SDtS Waseca Chapter (SHOUT OUT!!) 
Members: Camille, Kateo  Patrice (The goals are the same for all members)
  • Lose 15 pounds
  • workout 5 times per week
  • drink 6-8 glasses of water a day
  • eat 5 fruits and/or veggies a day
  • make healthy dining decisions.  More calories = more exercise
  • Lost .5 pounds for a total loss of 4 pounds
  • worked out 2 times
  • drank a lot of water, but probably not enough yet
  • did well on fruits and veggies
  • SHARE: It is with a heavy heart, and an even heavier bottom :)  that I am responding to you.  The glow of last week (eating well, exercising, walking around the lake, etc).  are in the distant past.  Anyway, not horrific, but not what I would have loved to report. I won the schools "Smart Ones" weekly challenge.  We weigh in the closet of a Kindergarten room on Tuesday mornings and perhaps I was riding the wave of that so that I didn't do as well.  Well no big excuses for the week-end so here's hoping for a better week ahead of me.
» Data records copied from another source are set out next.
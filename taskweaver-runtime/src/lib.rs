//! TaskWeaver Runtime - periodic task execution with a start/stop lifecycle
//!
//! This crate provides [`PeriodicRunner`], which invokes an async callback on a
//! fixed cadence until it is stopped, plus the settings loader used to
//! configure it.

mod config;
mod error;
mod runnable;
mod runner;
mod time_unit;

// Re-export public API
pub use config::{RunnerConfig, DEFAULT_INTERVAL, DEFAULT_NAME};
pub use error::{BoxError, RunnerError};
pub use runnable::{CallbackFuture, Runnable};
pub use runner::{PeriodicRunner, PeriodicRunnerBuilder, RunState, RunSummary};
pub use time_unit::TimeUnit;
pub use tokio_util::sync::CancellationToken;
//! # TaskWeaver - periodic async tasks with a clean lifecycle
//!
//! Run an async callback on a fixed cadence, stop it gracefully or by force,
//! and get an optional completion hook after the last tick.
//!
//! ## Features
//!
//! - **One loop per runner**: a second `start` while running is a no-op
//! - **Sequential ticks**: each tick is awaited before the next firing is awaited
//! - **Graceful stop**: waits for the in-flight tick, then runs the completion callback
//! - **Forced stop**: raises a `CancellationToken` the tick can watch to exit early
//! - **Restartable**: every `start` after a `stop` launches a fresh loop
//! - **Config support**: read name and interval from TOML/YAML files
//!
//! ## Quick Start
//!
//! ```rust,no_run
//! use std::time::Duration;
//! use taskweaver::PeriodicRunner;
//!
//! #[tokio::main]
//! async fn main() -> Result<(), Box<dyn std::error::Error>> {
//!     let runner = PeriodicRunner::builder()
//!         .interval(Duration::from_secs(5))
//!         .on_tick(|cancel| async move {
//!             if cancel.is_cancelled() {
//!                 return Ok(());
//!             }
//!             println!("polling upstream");
//!             Ok(())
//!         })
//!         .on_complete(|| async {
//!             println!("poller stopped");
//!             Ok(())
//!         })
//!         .build()?;
//!
//!     runner.start().await?;
//!     tokio::signal::ctrl_c().await?;
//!     runner.stop().await?;
//!     Ok(())
//! }
//! ```
//!
//! ## Configuration
//!
//! Create `config/application.toml`:
//!
//! ```toml
//! [runner]
//! name = "poller"
//! interval = "500ms"
//! ```
//!
//! Or `config/application.yaml`:
//!
//! ```yaml
//! runner:
//!   name: poller
//!   interval: 2
//!   time_unit: seconds
//! ```
//!
//! and load it with [`RunnerConfig::from_toml`] or [`RunnerConfig::from_yaml`].
//! Environment variables with the `TASKWEAVER_` prefix override file values:
//!
//! ```bash
//! export TASKWEAVER_RUNNER__INTERVAL=250ms
//! export TASKWEAVER_RUNNER__TIME_UNIT=milliseconds
//! ```

// Re-export core types
pub use taskweaver_runtime::{
    BoxError, CallbackFuture, CancellationToken, PeriodicRunner, PeriodicRunnerBuilder, RunState,
    RunSummary, Runnable, RunnerConfig, RunnerError, TimeUnit,
};

// Make taskweaver_runtime available for advanced use
pub use taskweaver_runtime;
use chrono::Local;
use std::sync::atomic::{AtomicU64, Ordering};
use std::sync::Arc;
use std::time::Duration;
use taskweaver::PeriodicRunner;
use tracing_subscriber::EnvFilter;

#[tokio::main]
async fn main() -> Result<(), Box<dyn std::error::Error>> {
    tracing_subscriber::fmt()
        .with_env_filter(EnvFilter::try_from_default_env().unwrap_or_else(|_| EnvFilter::new("info")))
        .init();

    let count = Arc::new(AtomicU64::new(0));
    let counter = count.clone();

    let runner = PeriodicRunner::builder()
        .name("counter")
        .interval(Duration::from_secs(1))
        .on_tick(move |_cancel| {
            let counter = counter.clone();
            async move {
                let value = counter.fetch_add(1, Ordering::SeqCst) + 1;
                println!("[{}] {}", Local::now().format("%H:%M:%S"), value);
                Ok(())
            }
        })
        .on_complete(|| async {
            println!("Executing before stop");
            Ok(())
        })
        .build()?;

    println!("Counting every second, press Ctrl+C to stop\n");
    runner.start().await?;

    tokio::signal::ctrl_c().await?;
    let summary = runner.stop().await?;

    println!("\nStopped after {} ticks (counter = {})", summary.ticks, count.load(Ordering::SeqCst));
    Ok(())
}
  • QUESTION:Does RNR mean results not reasonable or Remus naughty remus??
  • ANSWER: nothing that fun. it stands for "Results not Reported"
  • Gained 1 pound for a total of up .6 pounds
  • SHARE: Just a bump along the road
  • Lost 1.5 pounds
  • SHARE: Like you have been on diets forever!! ( I could be the lecturer for Weight Watchers!!!!!!!!) Last July I turned 59 and decided my motto for this year was to be Slim and Sexy by Sixty.  When Deb talked to me about your group, it seemed like this could be the motivation and accountability I need (and it doesn't cost anything!)!!  It took me a while to get going but now I'm ready.